“First set fire to their synagogues... that God might see that we are Christians”

 

“If we wish to find a scapegoat on whose shoulders we may lay the miseries which Germany has brought upon the world -- I am more and more convinced that the worst evil genius of that country is not Hitler or Bismarck or Frederick the Great, but Martin Luther.”

(Anglican priest William Ralph Inge, 1944)

 I. Luther and “the Jews”

Martin Luther had two preoccupations as “reformer”: to reform the Catholic Church, and to convert “the Jews.” It is his conversion project that interests us here, his expectation reflected in his 1523 essay, That Jesus Christ Was Born a Jew in which he blamed Church persecution for discouraging Jewish conversion:

 “If I had been a Jew and had seen such dolts and blockheads govern and teach the Christian faith, I would sooner have become a hog than a Christian… We must receive them cordially, and permit them to trade and work with us, that they may have occasion and opportunity to associate with us, hear our Christian teaching…”

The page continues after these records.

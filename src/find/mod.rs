//! Resonance-window segmentation.
//!
//! Given the high-pass magnitude trace (dB) this module:
//!
//! 1. thresholds it into dip regions
//! 2. finds three-point local minima inside every region
//! 3. drops minima closer than the spacing threshold (per region, then globally)
//! 4. partitions the frequency axis into one window per surviving minimum
//!
//! Everything is recomputed from scratch for every threshold.

pub mod conflicts;
pub mod minima;
pub mod regions;
pub mod windows;

pub use conflicts::{Conflict, Resolution, resolve_spacing_conflicts};
pub use minima::find_local_minima;
pub use regions::{RegionScan, find_regions};
pub use windows::{midpoint, partition_windows};

use tracing::{debug, info};

use crate::domain::{Minimum, Region, SegmentConfig, Trace, Window};
use crate::error::AppError;

/// Full result of one segmentation pass.
#[derive(Debug, Clone, PartialEq)]
pub struct Segmentation {
    pub regions: Vec<Region>,
    pub below_threshold: Vec<usize>,
    /// Surviving minima, ordered by index.
    pub minima: Vec<Minimum>,
    /// Removals made by the per-region and global passes.
    pub conflicts: Vec<Conflict>,
    pub windows: Vec<Window>,
}

impl Segmentation {
    /// Sample index of every resonator, in window order.
    pub fn resonator_indices(&self) -> Vec<usize> {
        self.windows.iter().map(|w| w.minima).collect()
    }
}

/// Run the whole segmentation on a high-pass trace.
pub fn segment(trace: &Trace, config: &SegmentConfig) -> Result<Segmentation, AppError> {
    config.validate()?;
    if trace.is_empty() {
        return Err(AppError::input("Cannot segment an empty trace."));
    }

    let scan = find_regions(&trace.mags_db, config.peak_threshold_db);
    let mut conflicts = Vec::new();
    let mut candidates = Vec::new();

    for region in &scan.regions {
        let local = find_local_minima(region, &trace.mags_db);
        if local.is_empty() {
            continue;
        }
        let res = resolve_spacing_conflicts(local, &trace.freqs_hz, &trace.mags_db, config.spacing_threshold_hz);
        conflicts.extend(res.conflicts);
        candidates.extend(res.kept);
    }

    let global = resolve_spacing_conflicts(
        candidates,
        &trace.freqs_hz,
        &trace.mags_db,
        config.spacing_threshold_hz,
    );
    conflicts.extend(global.conflicts);
    let minima = global.kept;

    let windows = partition_windows(&minima, &scan.regions, config, trace.len());
    for (k, w) in windows.iter().enumerate() {
        debug!(resonator = k, minima = w.minima, left_max = w.left_max, right_max = w.right_max, "window");
    }
    info!(
        threshold_db = config.peak_threshold_db,
        regions = scan.regions.len(),
        resonators = minima.len(),
        conflicts = conflicts.len(),
        "segmentation complete"
    );

    Ok(Segmentation {
        regions: scan.regions,
        below_threshold: scan.below_threshold,
        minima,
        conflicts,
        windows,
    })
}

#[cfg(test)]
mod tests {
    use super::*;
    use rand::SeedableRng;
    use rand::rngs::StdRng;
    use rand_distr::{Distribution, Normal};

    const DF: f64 = 1.0e4;

    fn gaussian_trace(n: usize, dips: &[(usize, f64, f64)]) -> Trace {
        let freqs: Vec<f64> = (0..n).map(|i| 3.0e8 + i as f64 * DF).collect();
        let mags: Vec<f64> = (0..n)
            .map(|i| {
                dips.iter()
                    .map(|&(c, depth, sigma)| {
                        let u = (i as f64 - c as f64) / sigma;
                        -depth * (-0.5 * u * u).exp()
                    })
                    .sum()
            })
            .collect();
        Trace::new(freqs, mags).unwrap()
    }

    fn assert_invariants(seg: &Segmentation, trace: &Trace, cfg: &SegmentConfig) {
        if let (Some(first), Some(last)) = (seg.windows.first(), seg.windows.last()) {
            assert_eq!(first.left_max, 0);
            assert_eq!(last.right_max, trace.len());
        }
        for pair in seg.windows.windows(2) {
            assert_eq!(pair[0].right_max, pair[1].left_max);
        }
        for w in &seg.windows {
            assert!(w.is_ordered(), "{w:?}");
        }
        for pair in seg.minima.windows(2) {
            let gap = trace.freqs_hz[pair[1].index] - trace.freqs_hz[pair[0].index];
            assert!(gap >= cfg.spacing_threshold_hz);
        }
        let again = resolve_spacing_conflicts(
            seg.minima.clone(),
            &trace.freqs_hz,
            &trace.mags_db,
            cfg.spacing_threshold_hz,
        );
        assert_eq!(again.kept, seg.minima);
    }

    #[test]
    fn two_separated_dips_give_two_windows() {
        let trace = gaussian_trace(1000, &[(300, 6.0, 10.0), (700, 4.0, 10.0)]);
        let cfg = SegmentConfig::default();
        let seg = segment(&trace, &cfg).unwrap();

        assert_eq!(seg.regions.len(), 2);
        let idx = seg.resonator_indices();
        assert_eq!(idx.len(), 2);
        assert!(idx[0].abs_diff(300) <= 1);
        assert!(idx[1].abs_diff(700) <= 1);
        assert_eq!(seg.windows[0].right_max, 500);
        assert_invariants(&seg, &trace, &cfg);
    }

    #[test]
    fn close_dips_keep_only_the_deeper() {
        let cfg = SegmentConfig::default();

        let trace = gaussian_trace(1000, &[(500, 6.0, 1.5), (505, 4.0, 1.5)]);
        let seg = segment(&trace, &cfg).unwrap();
        assert_eq!(seg.resonator_indices(), vec![500]);
        assert_eq!(seg.conflicts.len(), 1);

        let trace = gaussian_trace(1000, &[(500, 4.0, 1.5), (505, 6.0, 1.5)]);
        let seg = segment(&trace, &cfg).unwrap();
        assert_eq!(seg.resonator_indices(), vec![505]);
    }

    #[test]
    fn high_threshold_finds_nothing() {
        let trace = gaussian_trace(200, &[(100, 1.0, 5.0)]);
        let seg = segment(&trace, &SegmentConfig::default()).unwrap();
        assert!(seg.regions.is_empty());
        assert!(seg.minima.is_empty());
        assert!(seg.windows.is_empty());
    }

    #[test]
    fn invariants_hold_across_thresholds_on_noisy_trace() {
        let mut trace = gaussian_trace(
            2000,
            &[
                (150, 8.0, 6.0),
                (171, 5.0, 4.0),
                (600, 12.0, 3.0),
                (1010, 3.0, 8.0),
                (1400, 6.0, 5.0),
                (1990, 7.0, 6.0),
            ],
        );
        let mut rng = StdRng::seed_from_u64(7);
        let noise = Normal::new(0.0, 0.3).unwrap();
        for m in trace.mags_db.iter_mut() {
            *m += noise.sample(&mut rng);
        }

        for threshold in [0.2, 0.5, 1.0, 1.5, 2.5, 4.0, 8.0, 20.0] {
            let cfg = SegmentConfig {
                peak_threshold_db: threshold,
                ..SegmentConfig::default()
            };
            let seg = segment(&trace, &cfg).unwrap();
            assert_invariants(&seg, &trace, &cfg);
        }
    }

    #[test]
    fn invalid_config_is_rejected_before_work() {
        let trace = gaussian_trace(10, &[]);
        let cfg = SegmentConfig {
            fitter_pad_factor: f64::NAN,
            ..SegmentConfig::default()
        };
        assert!(matches!(segment(&trace, &cfg), Err(AppError::Config(_))));
    }
}
//! Shared "find / fit pipeline" logic used by the CLI subcommands.
//!
//! Keeping this in one place avoids duplicating the core workflow:
//! sweep -> baseline removal -> segmentation -> IQ speed -> slicing -> fitting
//!
//! The CLI can then focus on presentation (printing, plots and exports).

use std::collections::BTreeMap;

use tracing::{info, warn};

use crate::domain::{ResonatorFits, RunConfig, Sweep};
use crate::error::AppError;
use crate::find::{Segmentation, segment};
use crate::fit::fit_slices;
use crate::io::ingest::{IngestedSweep, load_sweep};
use crate::report::{ResonanceRow, resonance_rows};
use crate::signal::{CosineLowpass, HighPass, compute_di_dq, highpass, iq_speed};
use crate::slice::{ResonatorSlice, slice_fixed_q, slice_windows};

/// All computed outputs of a `kids find` run.
#[derive(Debug, Clone)]
pub struct FindOutput {
    /// The sweep, truncated to the baseline length.
    pub sweep: Sweep,
    pub highpass: HighPass,
    pub segmentation: Segmentation,
    /// `sqrt(dI² + dQ²)` per sample with the configured filter.
    pub iq_speed: Vec<f64>,
    pub rows: Vec<ResonanceRow>,
}

/// All computed outputs of a `kids fit` run.
#[derive(Debug, Clone)]
pub struct FitOutput {
    pub find: FindOutput,
    pub slices: Vec<ResonatorSlice>,
    pub fits: BTreeMap<usize, ResonatorFits>,
}

/// Load the configured input, reporting skipped rows.
pub fn load_input(config: &RunConfig) -> Result<IngestedSweep, AppError> {
    let ingest = load_sweep(&config.input)?;
    for e in &ingest.row_errors {
        warn!(line = e.line, message = %e.message, "skipped sweep row");
    }
    info!(
        input = %config.input.display(),
        rows_read = ingest.rows_read,
        rows_used = ingest.rows_used,
        "sweep loaded"
    );
    Ok(ingest)
}

/// Baseline removal, segmentation and IQ speed for an in-memory sweep.
pub fn find_resonances(mut sweep: Sweep, config: &RunConfig) -> Result<FindOutput, AppError> {
    config.validate()?;

    let lowpass = CosineLowpass::for_sweep(sweep.sample_spacing(), config.baseline.smoothing_scale_hz)?;
    let highpass = highpass(&sweep.trace(), &lowpass)?;
    sweep.truncate(highpass.len());
    info!(samples = sweep.len(), smoothing_hz = config.baseline.smoothing_scale_hz, "baseline removed");

    let segmentation = segment(&highpass.residual, &config.segment)?;

    let i: Vec<f64> = sweep.z.iter().map(|v| v.re).collect();
    let q: Vec<f64> = sweep.z.iter().map(|v| v.im).collect();
    let (di, dq) = compute_di_dq(&i, &q, Some(&sweep.freqs_hz), config.filter, true)?;
    let iq_speed = iq_speed(&di, &dq);

    let rows = resonance_rows(&segmentation, &highpass.residual, Some(&iq_speed));

    Ok(FindOutput {
        sweep,
        highpass,
        segmentation,
        iq_speed,
        rows,
    })
}

/// `find_resonances` followed by slicing and the parallel fit batch.
pub fn fit_resonances(sweep: Sweep, config: &RunConfig) -> Result<FitOutput, AppError> {
    let find = find_resonances(sweep, config)?;

    let slices = match config.q_slice {
        Some(q) => slice_fixed_q(&find.sweep, &find.segmentation.resonator_indices(), q)?,
        None => slice_windows(&find.sweep, &find.segmentation.windows),
    };
    let masked: usize = slices.iter().map(ResonatorSlice::masked).sum();
    info!(slices = slices.len(), masked_samples = masked, "sweep sliced");

    let fits = fit_slices(&slices, &config.fit);
    Ok(FitOutput { find, slices, fits })
}

#[cfg(test)]
mod tests {
    use super::*;
    use crate::data::{SynthConfig, generate_sweep};

    #[test]
    fn synthetic_resonators_are_all_found() {
        let synth = generate_sweep(&SynthConfig::default()).unwrap();
        let out = find_resonances(synth.sweep.clone(), &RunConfig::for_input("synthetic")).unwrap();

        let found = out.segmentation.resonator_indices();
        assert_eq!(found.len(), synth.truth.len(), "found {found:?}");

        let spacing = synth.sweep.sample_spacing();
        for (k, p) in found.iter().zip(&synth.truth) {
            let offset = (out.sweep.freqs_hz[*k] - p.fr).abs();
            assert!(offset < 8.0 * spacing, "resonance at {} found {offset} Hz away", p.fr);
        }

        let windows = &out.segmentation.windows;
        assert_eq!(windows[0].left_max, 0);
        assert_eq!(windows.last().unwrap().right_max, out.sweep.len());
        assert!(windows.iter().all(|w| w.is_ordered()));
        assert_eq!(out.rows.len(), found.len());
        assert!(out.rows.iter().all(|r| r.iq_speed.is_some_and(f64::is_finite)));
    }

    #[test]
    fn fit_batch_covers_every_resonator() {
        let cfg = SynthConfig {
            points: 4001,
            resonators: 3,
            stop_hz: 3.2e8,
            ..SynthConfig::default()
        };
        let synth = generate_sweep(&cfg).unwrap();
        let out = fit_resonances(synth.sweep, &RunConfig::for_input("synthetic")).unwrap();

        let n = out.find.segmentation.windows.len();
        assert_eq!(n, 3);
        assert_eq!(out.fits.keys().copied().collect::<Vec<_>>(), (0..n).collect::<Vec<_>>());
        for (k, fits) in &out.fits {
            assert_eq!(fits.minima, out.find.segmentation.windows[*k].minima);
        }
    }

    #[test]
    fn fixed_q_slicing_is_used_when_configured() {
        let cfg = SynthConfig {
            points: 4001,
            resonators: 2,
            stop_hz: 3.2e8,
            ..SynthConfig::default()
        };
        let synth = generate_sweep(&cfg).unwrap();
        let mut run = RunConfig::for_input("synthetic");
        run.q_slice = Some(2.0e4);
        let out = fit_resonances(synth.sweep, &run).unwrap();

        // floor(3e8 / 2e4 / 5 kHz) = 3 samples per slice
        assert!(out.slices.iter().all(|s| s.len() == 3));
        for s in &out.slices {
            assert_eq!(s.freqs_hz[1], out.find.sweep.freqs_hz[s.minima]);
        }
    }
}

In agreement with Theodore Herzl four centuries later who suggested that freed from persecution Jews would voluntarily assimilate. As he put it, freed of Church persecution Jews they voluntarily seek out his new “reformist” Christianity. That same year Luther sent, That Jesus Christ Was Born a Jew along with a personal letter to a recent convert, Bernhard:

“Now since the golden light of the Gospel rises and shines, the hope is at hand that many of the Jews will be honestly and sincerely converted and drawn in earnestness to Christ, like you…”

As it became increasingly obvious that his more “tolerant” approach to conversion was not achieving the success he anticipated barely three years later he wrote On the Jews and Their Lies and Of the Unknowable Name and the Generations of Christ within months in 1546. These works would have a profound impact on the future of Jews, Christendom’s pursuit of a solution to its Jewish Problem.  His directives for dealing with “the Jews” would four centuries later be embraced by Hitler and Germany’s National Socialist (Nazi) Party as inspiration and justification for the final solution to the persistent and, under religion, unsolved Jewish Problem.   

II. Luther and the dawn of the Final Solution

"Even if they were punished in the most gruesome manner that the streets ran with their blood, that their dead would be counted, not in the hundred thousands, but in the millions… they are the devil's children, damned to Hell”

For all the persecutions, lethal and not, the Church maintained that its approach to “the Jews” be guided by Augustine’s Witness Doctrine: conversion of “the Jews” as evidence of Christian claims as successor to Judaism, God’s “new Israel.” At the outset Luther was consistent with the ideal, “voluntary” conversion; differed only by recommending carrot over stick. When his more “gentle” approach proved no more successful he returned to more traditional means, entirely abandoning “tolerance.” Within three years Luther would turn from tolerance to openly advocating burning Jewish books and synagogues; he would  recommend forced labor, expulsion and murder. As Nazi propagandist Julius Streicher argued at his trial at Nuremberg, 

“Dr. Martin Luther would very probably sit in my place in the defendants' dock today, if this book had been taken into consideration by the Prosecution. In this book The Jews and Their Lies, Dr. Martin Luther writes that the Jews are a serpent's brood and one should burn down their synagogues and destroy them...” 

As “the Great Reformer” Luther became a symbol of religious radicalism and reform which would both weaken the authority of the Church and help propel Europe towards social revolution and secularism. He would also serve as bridge between Chrysostum’s lethal anti-Judaism and Hitler’s secular Final Solution to the Jewish Problem.